Principal Component Analysis (PCA) is a workhorse of modern data science. While PCA assumes the data conforms to Euclidean geometry, for specific data types, such as hierarchical and cyclic data structures, other spaces are more appropriate. We study PCA in space forms; that is, those with constant curvatures. At a point on a Riemannian manifold, we can define a Riemannian affine subspace based on a set of tangent vectors. Finding the optimal low-dimensional affine subspace for given points in a space form amounts to dimensionality reduction. Our Space Form PCA (SFPCA) seeks the affine subspace that best represents a set of manifold-valued points with the minimum projection cost. We propose proper cost functions that enjoy two properties: (1) their optimal affine subspace is the solution to an eigenequation, and (2) optimal affine subspaces of different dimensions form a nested set. These properties provide advances over existing methods, which are mostly iterative algorithms with slow convergence and weaker theoretical guarantees. We evaluate the proposed SFPCA on real and simulated data in spherical and hyperbolic spaces. We show that it outperforms alternative methods in estimating true subspaces (in simulated data) with respect to convergence speed or accuracy, often both.

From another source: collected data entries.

//! Key session: the single owner of a user's derived key.
//!
//! ```text
//! NoKeySet --setup--> KeySetLocked --unlock(ok)--> KeyUnlocked
//!                          ^   |                         |
//!                          |   +--unlock(rejected)--+    |
//!                          |                        |    |
//!                          +------------------------+----+ lock / drop
//! ```
//!
//! There is no transition back to `NoKeySet`: key metadata is never removed.

use std::fmt;

use secrecy::{ExposeSecret, SecretString};
use serde::Serialize;

use crate::crypto::{
    check_passphrase_strength, create_validation_marker, validate_passphrase_async,
    validate_passphrase_with, DerivedKey, EncryptedPayload, KeyMetadata,
};
use crate::error::{Result, VaultError};
use crate::records::{self, EncryptedRecord, OpenedRecord, RecordPayload};
use crate::storage::KeyMetadataStore;

/// Lifecycle state of a user's key.
#[derive(Debug, Clone, Copy, PartialEq, Eq, Serialize)]
#[serde(rename_all = "snake_case")]
pub enum KeyState {
    NoKeySet,
    KeySetLocked,
    KeyUnlocked,
}

impl KeyState {
    pub fn as_str(&self) -> &'static str {
        match self {
            KeyState::NoKeySet => "no_key_set",
            KeyState::KeySetLocked => "key_set_locked",
            KeyState::KeyUnlocked => "key_unlocked",
        }
    }
}

impl fmt::Display for KeyState {
    fn fmt(&self, f: &mut fmt::Formatter<'_>) -> fmt::Result {
        f.write_str(self.as_str())
    }
}

/// Result of an unlock attempt. A wrong passphrase is `Rejected`, not an error.
#[derive(Debug, Clone, Copy, PartialEq, Eq)]
pub enum UnlockOutcome {
    Unlocked,
    Rejected,
}

/// Owns key metadata and, once unlocked, the derived key for one user.
pub struct KeySession<'a, S: KeyMetadataStore + ?Sized> {
    store: &'a S,
    user_id: String,
    metadata: Option<KeyMetadata>,
    key: Option<DerivedKey>,
}

impl<'a, S: KeyMetadataStore + ?Sized> KeySession<'a, S> {
    /// Load the user's key metadata. The session starts locked.
    pub fn load(store: &'a S, user_id: impl Into<String>) -> Result<Self> {
        let user_id = user_id.into();
        if user_id.trim().is_empty() {
            return Err(VaultError::InvalidInput("User id cannot be empty".to_string()));
        }
        let metadata = store.get_key_metadata(&user_id)?;

        Ok(Self {
            store,
            user_id,
            metadata,
            key: None,
        })
    }

    pub fn state(&self) -> KeyState {
        match (&self.metadata, &self.key) {
            (None, _) => KeyState::NoKeySet,
            (Some(_), None) => KeyState::KeySetLocked,
            (Some(_), Some(_)) => KeyState::KeyUnlocked,
        }
    }

    pub fn user_id(&self) -> &str {
        &self.user_id
    }

    pub fn metadata(&self) -> Option<&KeyMetadata> {
        self.metadata.as_ref()
    }

    /// First-time key setup.
    ///
    /// Checks passphrase strength, creates the validation marker, and persists
    /// it. The session is left locked; call `unlock` to obtain the key.
    ///
    /// # Errors
    ///
    /// - `VaultError::InvalidInput` if the passphrase fails the strength policy
    /// - `VaultError::Conflict` if a key is already set, either as seen by this
    ///   session or as reported atomically by the store
    pub fn setup(&mut self, passphrase: &str) -> Result<()> {
        if self.metadata.is_some() {
            return Err(VaultError::Conflict(format!(
                "Encryption key already set for user '{}'",
                self.user_id
            )));
        }
        check_passphrase_strength(passphrase)?;

        let metadata = create_validation_marker(passphrase)?;
        self.store.set_key_metadata(&self.user_id, &metadata)?;
        self.metadata = Some(metadata);

        tracing::info!(user_id = %self.user_id, "encryption key set up");
        Ok(())
    }

    /// Validate a passphrase and hold the derived key on success.
    ///
    /// A rejected attempt leaves the current state unchanged.
    ///
    /// # Errors
    ///
    /// Returns `VaultError::NotSetUp` if the user has no key metadata.
    pub fn unlock(&mut self, passphrase: &str) -> Result<UnlockOutcome> {
        let metadata = self.metadata.as_ref().ok_or(VaultError::NotSetUp)?;
        let key = validate_passphrase_with(passphrase, metadata);
        Ok(self.accept(key))
    }

    pub fn unlock_secret(&mut self, passphrase: &SecretString) -> Result<UnlockOutcome> {
        self.unlock(passphrase.expose_secret())
    }

    /// `unlock` with key derivation on tokio's blocking pool.
    pub async fn unlock_async(&mut self, passphrase: SecretString) -> Result<UnlockOutcome> {
        let metadata = self.metadata.clone().ok_or(VaultError::NotSetUp)?;
        let key = validate_passphrase_async(passphrase, metadata).await?;
        Ok(self.accept(key))
    }

    /// Drop the derived key. Key bytes are zeroized.
    pub fn lock(&mut self) {
        if self.key.take().is_some() {
            tracing::debug!(user_id = %self.user_id, "session locked");
        }
    }

    pub fn is_unlocked(&self) -> bool {
        self.key.is_some()
    }

    /// The derived key.
    ///
    /// # Errors
    ///
    /// Returns `VaultError::Locked` when no key is held.
    pub fn key(&self) -> Result<&DerivedKey> {
        self.key.as_ref().ok_or(VaultError::Locked)
    }

    pub fn seal<T: RecordPayload>(&self, payload: &T) -> Result<EncryptedPayload> {
        records::seal_record(payload, self.key()?)
    }

    pub fn seal_value(
        &self,
        kind: records::RecordKind,
        value: &serde_json::Value,
    ) -> Result<EncryptedPayload> {
        records::seal_value(kind, value, self.key()?)
    }

    pub fn open<T: RecordPayload>(&self, record: &EncryptedRecord) -> Result<T> {
        records::open_record(record, self.key()?)
    }

    pub fn open_all<T: RecordPayload>(
        &self,
        batch: &[EncryptedRecord],
    ) -> Result<Vec<OpenedRecord<T>>> {
        Ok(records::open_records(batch, self.key()?))
    }

    pub fn open_all_values(
        &self,
        batch: &[EncryptedRecord],
    ) -> Result<Vec<OpenedRecord<serde_json::Value>>> {
        Ok(records::open_records_value(batch, self.key()?))
    }

    fn accept(&mut self, key: Option<DerivedKey>) -> UnlockOutcome {
        match key {
            Some(key) => {
                self.key = Some(key);
                tracing::debug!(user_id = %self.user_id, "session unlocked");
                UnlockOutcome::Unlocked
            }
            None => {
                tracing::debug!(user_id = %self.user_id, "unlock rejected");
                UnlockOutcome::Rejected
            }
        }
    }
}

impl<S: KeyMetadataStore + ?Sized> fmt::Debug for KeySession<'_, S> {
    fn fmt(&self, f: &mut fmt::Formatter<'_>) -> fmt::Result {
        f.debug_struct("KeySession")
            .field("user_id", &self.user_id)
            .field("state", &self.state())
            .finish()
    }
}

#[cfg(test)]
mod tests {
    use super::*;
    use crate::records::ClientData;
    use crate::storage::MemoryKeyStore;

    const PASSPHRASE: &str = "Correct-Horse-1!";

    #[test]
    fn test_new_user_has_no_key() {
        let store = MemoryKeyStore::new();
        let session = KeySession::load(&store, "user_1").unwrap();
        assert_eq!(session.state(), KeyState::NoKeySet);
        assert!(matches!(session.key(), Err(VaultError::Locked)));
    }

    #[test]
    fn test_empty_user_id_rejected() {
        let store = MemoryKeyStore::new();
        assert!(KeySession::load(&store, " ").is_err());
    }

    #[test]
    fn test_unlock_before_setup() {
        let store = MemoryKeyStore::new();
        let mut session = KeySession::load(&store, "user_1").unwrap();
        assert!(matches!(
            session.unlock(PASSPHRASE),
            Err(VaultError::NotSetUp)
        ));
    }

    #[test]
    fn test_setup_rejects_weak_passphrase() {
        let store = MemoryKeyStore::new();
        let mut session = KeySession::load(&store, "user_1").unwrap();

        let err = session.setup("password").unwrap_err();
        assert!(matches!(err, VaultError::InvalidInput(_)));
        assert_eq!(session.state(), KeyState::NoKeySet);
        assert!(store.get_key_metadata("user_1").unwrap().is_none());
    }

    #[test]
    fn test_full_lifecycle() {
        let store = MemoryKeyStore::new();
        let mut session = KeySession::load(&store, "user_1").unwrap();

        session.setup(PASSPHRASE).unwrap();
        assert_eq!(session.state(), KeyState::KeySetLocked);
        assert!(matches!(
            session.setup(PASSPHRASE),
            Err(VaultError::Conflict(_))
        ));

        assert_eq!(session.unlock("wrong-pass").unwrap(), UnlockOutcome::Rejected);
        assert_eq!(session.state(), KeyState::KeySetLocked);

        assert_eq!(session.unlock(PASSPHRASE).unwrap(), UnlockOutcome::Unlocked);
        assert_eq!(session.state(), KeyState::KeyUnlocked);

        let sealed = session.seal(&ClientData::new("a@b.com")).unwrap();
        assert_eq!(sealed.iv.len(), 12);

        session.lock();
        assert_eq!(session.state(), KeyState::KeySetLocked);
        assert!(matches!(
            session.seal(&ClientData::new("a@b.com")),
            Err(VaultError::Locked)
        ));
    }

    #[test]
    fn test_rejected_unlock_keeps_existing_key() {
        let store = MemoryKeyStore::new();
        let mut session = KeySession::load(&store, "user_1").unwrap();
        session.setup(PASSPHRASE).unwrap();
        session.unlock(PASSPHRASE).unwrap();

        assert_eq!(session.unlock("wrong-pass").unwrap(), UnlockOutcome::Rejected);
        assert_eq!(session.state(), KeyState::KeyUnlocked);
    }

    #[test]
    fn test_second_session_sees_existing_key() {
        let store = MemoryKeyStore::new();
        KeySession::load(&store, "user_1")
            .unwrap()
            .setup(PASSPHRASE)
            .unwrap();

        let mut session = KeySession::load(&store, "user_1").unwrap();
        assert_eq!(session.state(), KeyState::KeySetLocked);
        assert!(matches!(
            session.setup(PASSPHRASE),
            Err(VaultError::Conflict(_))
        ));
    }

    #[test]
    fn test_stale_session_setup_conflicts_at_store() {
        let store = MemoryKeyStore::new();
        let mut first = KeySession::load(&store, "user_1").unwrap();
        let mut second = KeySession::load(&store, "user_1").unwrap();

        first.setup(PASSPHRASE).unwrap();
        let err = second.setup("Other-Horse-2@").unwrap_err();
        assert!(matches!(err, VaultError::Conflict(_)));
        assert_eq!(second.state(), KeyState::NoKeySet);

        let mut reloaded = KeySession::load(&store, "user_1").unwrap();
        assert_eq!(reloaded.unlock(PASSPHRASE).unwrap(), UnlockOutcome::Unlocked);
    }

    #[test]
    fn test_debug_shows_state_only() {
        let store = MemoryKeyStore::new();
        let session = KeySession::load(&store, "user_1").unwrap();
        let debug_output = format!("{:?}", session);
        assert!(debug_output.contains("NoKeySet"));
    }

    #[tokio::test]
    async fn test_unlock_async() {
        let store = MemoryKeyStore::new();
        let mut session = KeySession::load(&store, "user_1").unwrap();
        session.setup(PASSPHRASE).unwrap();

        let outcome = session
            .unlock_async(SecretString::from(PASSPHRASE.to_string()))
            .await
            .unwrap();
        assert_eq!(outcome, UnlockOutcome::Unlocked);
        assert!(session.is_unlocked());
    }
}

翻译：主成分分析（PCA）是现代数据科学的基石工具。尽管PCA假定数据符合欧几里得几何，但对于特定数据类型，例如层次结构和循环数据结构，其他空间更为适用。我们研究了空间形式（即具有恒定曲率的空间）中的PCA。在黎曼流形上的某一点，我们可以基于一组切向量定义一个黎曼仿射子空间。在空间形式中为给定点寻找最优的低维仿射子空间等同于降维。我们的空间形式主成分分析（SFPCA）旨在寻找能以最小投影成本最佳表示一组流形值点的仿射子空间。我们提出了具有以下两个特性的适当成本函数：（1）其最优仿射子空间是某个特征方程的解；（2）不同维度的最优仿射子空间构成一个嵌套集。这些特性相较于现有方法提供了进步，现有方法大多是收敛速度慢且理论保证较弱的迭代算法。我们在球面空间和双曲空间的真实与模拟数据上评估了所提出的SFPCA。结果表明，在估计真实子空间（在模拟数据中）方面，SFPCA在收敛速度或精度上，通常在这两方面均优于其他方法。